● **What you need to do**
Below are records; give the number of their lines that contain "other", and only that number.

● **Supplied data**
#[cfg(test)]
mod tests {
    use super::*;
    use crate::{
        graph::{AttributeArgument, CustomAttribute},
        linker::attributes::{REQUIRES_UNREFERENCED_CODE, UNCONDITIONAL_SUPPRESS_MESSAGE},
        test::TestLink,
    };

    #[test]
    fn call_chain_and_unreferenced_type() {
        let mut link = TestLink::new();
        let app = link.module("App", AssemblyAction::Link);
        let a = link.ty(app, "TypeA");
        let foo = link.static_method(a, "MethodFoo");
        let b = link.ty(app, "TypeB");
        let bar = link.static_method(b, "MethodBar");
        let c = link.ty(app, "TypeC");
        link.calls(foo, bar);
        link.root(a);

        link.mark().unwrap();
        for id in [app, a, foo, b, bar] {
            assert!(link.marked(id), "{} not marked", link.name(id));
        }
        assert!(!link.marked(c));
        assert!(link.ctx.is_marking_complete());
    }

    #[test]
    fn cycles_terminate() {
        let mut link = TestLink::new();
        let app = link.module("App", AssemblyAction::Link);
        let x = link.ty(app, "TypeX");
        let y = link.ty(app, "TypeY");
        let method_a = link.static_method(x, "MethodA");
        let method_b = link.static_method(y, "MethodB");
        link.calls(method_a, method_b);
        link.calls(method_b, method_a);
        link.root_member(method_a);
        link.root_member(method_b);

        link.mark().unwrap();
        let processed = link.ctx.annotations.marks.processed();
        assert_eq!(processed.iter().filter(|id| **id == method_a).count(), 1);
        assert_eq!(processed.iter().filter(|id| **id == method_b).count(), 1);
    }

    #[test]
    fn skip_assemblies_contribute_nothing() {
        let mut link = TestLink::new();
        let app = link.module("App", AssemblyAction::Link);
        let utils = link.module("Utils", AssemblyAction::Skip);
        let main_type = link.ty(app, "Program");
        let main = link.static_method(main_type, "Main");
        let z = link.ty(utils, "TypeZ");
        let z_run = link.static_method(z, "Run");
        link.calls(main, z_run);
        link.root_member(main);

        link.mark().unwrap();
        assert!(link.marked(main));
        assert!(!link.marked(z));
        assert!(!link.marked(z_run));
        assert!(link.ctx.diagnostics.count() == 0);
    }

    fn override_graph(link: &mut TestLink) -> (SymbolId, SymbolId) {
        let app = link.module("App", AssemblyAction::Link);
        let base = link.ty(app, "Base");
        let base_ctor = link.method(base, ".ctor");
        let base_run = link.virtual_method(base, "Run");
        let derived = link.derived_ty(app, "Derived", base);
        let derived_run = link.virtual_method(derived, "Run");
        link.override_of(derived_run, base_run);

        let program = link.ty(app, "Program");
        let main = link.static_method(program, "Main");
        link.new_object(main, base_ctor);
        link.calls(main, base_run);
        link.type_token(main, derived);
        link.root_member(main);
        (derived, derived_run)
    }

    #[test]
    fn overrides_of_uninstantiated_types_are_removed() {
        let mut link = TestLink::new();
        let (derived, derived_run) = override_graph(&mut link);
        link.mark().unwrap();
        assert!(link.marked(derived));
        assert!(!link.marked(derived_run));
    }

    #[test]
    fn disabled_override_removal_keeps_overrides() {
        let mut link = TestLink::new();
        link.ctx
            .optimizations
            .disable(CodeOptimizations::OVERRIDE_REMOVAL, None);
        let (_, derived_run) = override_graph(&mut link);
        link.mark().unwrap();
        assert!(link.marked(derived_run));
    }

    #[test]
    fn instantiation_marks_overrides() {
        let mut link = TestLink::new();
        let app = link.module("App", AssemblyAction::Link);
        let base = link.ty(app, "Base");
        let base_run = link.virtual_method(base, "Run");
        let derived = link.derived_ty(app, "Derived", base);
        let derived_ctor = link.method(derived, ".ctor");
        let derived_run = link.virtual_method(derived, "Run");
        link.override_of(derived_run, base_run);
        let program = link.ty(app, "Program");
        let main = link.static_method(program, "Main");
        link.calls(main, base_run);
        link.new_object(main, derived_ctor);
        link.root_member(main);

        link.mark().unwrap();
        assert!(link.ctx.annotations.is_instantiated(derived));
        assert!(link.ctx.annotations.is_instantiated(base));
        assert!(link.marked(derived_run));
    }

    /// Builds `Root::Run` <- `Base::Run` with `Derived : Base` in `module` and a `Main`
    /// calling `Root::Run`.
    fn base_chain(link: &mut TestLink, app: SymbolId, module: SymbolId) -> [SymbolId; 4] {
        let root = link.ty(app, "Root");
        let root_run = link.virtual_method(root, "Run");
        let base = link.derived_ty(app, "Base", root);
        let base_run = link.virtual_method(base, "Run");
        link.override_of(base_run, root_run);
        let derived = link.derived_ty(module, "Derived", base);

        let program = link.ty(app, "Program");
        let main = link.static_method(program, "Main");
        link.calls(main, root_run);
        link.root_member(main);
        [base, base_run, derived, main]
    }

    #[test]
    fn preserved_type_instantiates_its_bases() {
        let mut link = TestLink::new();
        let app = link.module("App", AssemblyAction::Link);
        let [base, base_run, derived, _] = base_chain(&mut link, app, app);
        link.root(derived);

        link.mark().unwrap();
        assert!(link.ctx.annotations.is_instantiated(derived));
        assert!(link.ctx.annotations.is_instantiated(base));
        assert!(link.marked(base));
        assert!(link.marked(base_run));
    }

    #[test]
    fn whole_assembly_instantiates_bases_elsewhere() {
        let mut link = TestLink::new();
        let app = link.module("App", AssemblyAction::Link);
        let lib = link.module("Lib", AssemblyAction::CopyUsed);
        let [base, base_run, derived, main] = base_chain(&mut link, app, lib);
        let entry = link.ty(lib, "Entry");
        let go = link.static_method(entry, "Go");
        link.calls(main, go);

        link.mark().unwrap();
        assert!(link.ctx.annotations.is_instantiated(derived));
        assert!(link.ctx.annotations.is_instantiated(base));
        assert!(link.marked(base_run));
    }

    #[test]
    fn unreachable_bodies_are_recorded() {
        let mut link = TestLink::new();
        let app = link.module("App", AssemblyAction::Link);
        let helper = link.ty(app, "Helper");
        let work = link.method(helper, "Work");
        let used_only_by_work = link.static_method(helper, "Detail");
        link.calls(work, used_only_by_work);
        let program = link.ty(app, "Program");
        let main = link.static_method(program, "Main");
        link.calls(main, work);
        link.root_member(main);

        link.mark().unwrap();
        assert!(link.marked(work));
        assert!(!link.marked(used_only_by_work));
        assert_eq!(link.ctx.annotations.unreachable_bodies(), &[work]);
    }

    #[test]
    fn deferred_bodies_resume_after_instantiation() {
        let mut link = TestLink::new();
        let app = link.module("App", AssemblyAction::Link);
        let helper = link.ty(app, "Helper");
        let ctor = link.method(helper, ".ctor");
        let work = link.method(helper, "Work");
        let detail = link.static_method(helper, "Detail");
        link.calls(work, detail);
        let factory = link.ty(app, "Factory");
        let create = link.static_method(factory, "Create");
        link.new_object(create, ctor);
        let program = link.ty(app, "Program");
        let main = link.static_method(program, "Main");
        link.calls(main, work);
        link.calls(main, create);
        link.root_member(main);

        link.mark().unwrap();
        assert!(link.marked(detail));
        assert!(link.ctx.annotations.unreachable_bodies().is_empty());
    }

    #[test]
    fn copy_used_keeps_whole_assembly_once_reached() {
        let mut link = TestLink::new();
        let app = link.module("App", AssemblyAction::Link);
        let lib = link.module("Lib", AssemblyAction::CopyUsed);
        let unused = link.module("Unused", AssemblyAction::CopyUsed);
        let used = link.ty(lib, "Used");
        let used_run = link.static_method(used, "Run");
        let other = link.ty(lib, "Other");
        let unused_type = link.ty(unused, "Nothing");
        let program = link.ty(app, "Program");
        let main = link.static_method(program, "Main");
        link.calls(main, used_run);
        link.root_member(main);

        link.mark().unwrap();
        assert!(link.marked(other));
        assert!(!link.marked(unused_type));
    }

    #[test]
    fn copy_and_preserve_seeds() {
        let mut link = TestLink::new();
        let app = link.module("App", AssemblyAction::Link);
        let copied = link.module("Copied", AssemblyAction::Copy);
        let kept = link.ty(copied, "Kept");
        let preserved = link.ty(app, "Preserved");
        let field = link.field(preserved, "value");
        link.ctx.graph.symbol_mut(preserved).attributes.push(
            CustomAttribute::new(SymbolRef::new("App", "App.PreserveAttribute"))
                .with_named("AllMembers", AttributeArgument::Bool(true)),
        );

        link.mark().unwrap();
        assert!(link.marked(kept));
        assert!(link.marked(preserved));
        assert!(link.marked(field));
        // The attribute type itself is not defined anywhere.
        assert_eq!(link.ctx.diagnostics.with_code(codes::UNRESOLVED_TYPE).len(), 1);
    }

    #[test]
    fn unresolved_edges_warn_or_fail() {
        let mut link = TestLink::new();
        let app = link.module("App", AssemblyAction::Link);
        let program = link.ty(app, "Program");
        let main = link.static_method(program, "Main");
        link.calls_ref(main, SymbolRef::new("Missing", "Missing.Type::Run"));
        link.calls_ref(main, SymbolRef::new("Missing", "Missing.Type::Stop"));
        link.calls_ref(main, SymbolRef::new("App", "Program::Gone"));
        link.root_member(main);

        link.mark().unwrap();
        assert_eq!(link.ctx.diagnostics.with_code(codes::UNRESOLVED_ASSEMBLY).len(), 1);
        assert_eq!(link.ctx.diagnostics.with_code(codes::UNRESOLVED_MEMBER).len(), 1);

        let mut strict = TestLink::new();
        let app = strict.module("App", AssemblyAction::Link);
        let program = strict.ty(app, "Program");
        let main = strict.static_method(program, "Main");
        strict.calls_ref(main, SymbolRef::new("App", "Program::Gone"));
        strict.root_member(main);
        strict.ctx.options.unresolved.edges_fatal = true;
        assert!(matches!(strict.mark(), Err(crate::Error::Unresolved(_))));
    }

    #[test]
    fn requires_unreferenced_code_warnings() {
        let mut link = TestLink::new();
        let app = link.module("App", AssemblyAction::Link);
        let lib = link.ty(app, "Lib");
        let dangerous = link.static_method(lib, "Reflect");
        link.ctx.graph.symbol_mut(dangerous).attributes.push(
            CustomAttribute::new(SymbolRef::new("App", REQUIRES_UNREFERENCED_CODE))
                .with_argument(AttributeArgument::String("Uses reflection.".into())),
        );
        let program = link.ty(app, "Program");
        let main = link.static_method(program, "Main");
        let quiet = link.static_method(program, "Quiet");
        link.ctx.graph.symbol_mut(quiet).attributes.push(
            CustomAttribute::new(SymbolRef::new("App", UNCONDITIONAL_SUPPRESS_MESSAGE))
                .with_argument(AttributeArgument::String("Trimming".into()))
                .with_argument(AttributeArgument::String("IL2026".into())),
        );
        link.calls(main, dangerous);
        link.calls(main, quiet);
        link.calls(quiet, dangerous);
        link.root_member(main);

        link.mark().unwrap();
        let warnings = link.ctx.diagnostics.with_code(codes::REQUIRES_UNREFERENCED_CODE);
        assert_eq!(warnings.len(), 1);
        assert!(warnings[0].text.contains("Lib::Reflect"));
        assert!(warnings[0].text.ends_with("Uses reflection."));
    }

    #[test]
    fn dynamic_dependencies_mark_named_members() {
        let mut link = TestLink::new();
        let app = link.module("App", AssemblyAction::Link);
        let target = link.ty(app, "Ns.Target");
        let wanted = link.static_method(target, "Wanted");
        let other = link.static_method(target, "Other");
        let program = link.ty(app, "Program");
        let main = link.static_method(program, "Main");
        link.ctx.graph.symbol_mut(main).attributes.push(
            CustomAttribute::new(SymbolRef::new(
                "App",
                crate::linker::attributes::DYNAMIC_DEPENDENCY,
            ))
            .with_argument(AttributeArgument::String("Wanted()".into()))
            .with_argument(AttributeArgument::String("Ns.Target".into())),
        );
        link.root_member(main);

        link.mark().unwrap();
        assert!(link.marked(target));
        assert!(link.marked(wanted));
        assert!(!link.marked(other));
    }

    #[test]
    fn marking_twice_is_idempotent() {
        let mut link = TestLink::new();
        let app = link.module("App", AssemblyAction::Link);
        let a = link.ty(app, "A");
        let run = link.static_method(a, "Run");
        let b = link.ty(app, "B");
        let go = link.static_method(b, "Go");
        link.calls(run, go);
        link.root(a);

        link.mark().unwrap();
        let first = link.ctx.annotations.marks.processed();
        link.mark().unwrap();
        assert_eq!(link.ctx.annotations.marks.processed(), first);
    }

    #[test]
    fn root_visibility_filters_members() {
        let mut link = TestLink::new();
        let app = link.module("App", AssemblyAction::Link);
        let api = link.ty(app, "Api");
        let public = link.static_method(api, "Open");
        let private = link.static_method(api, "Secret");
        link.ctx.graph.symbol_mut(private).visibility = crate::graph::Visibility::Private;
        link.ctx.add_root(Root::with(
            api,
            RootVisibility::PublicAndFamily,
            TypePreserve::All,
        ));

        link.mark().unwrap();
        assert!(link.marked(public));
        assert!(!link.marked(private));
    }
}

● **Answer for this exercise**
4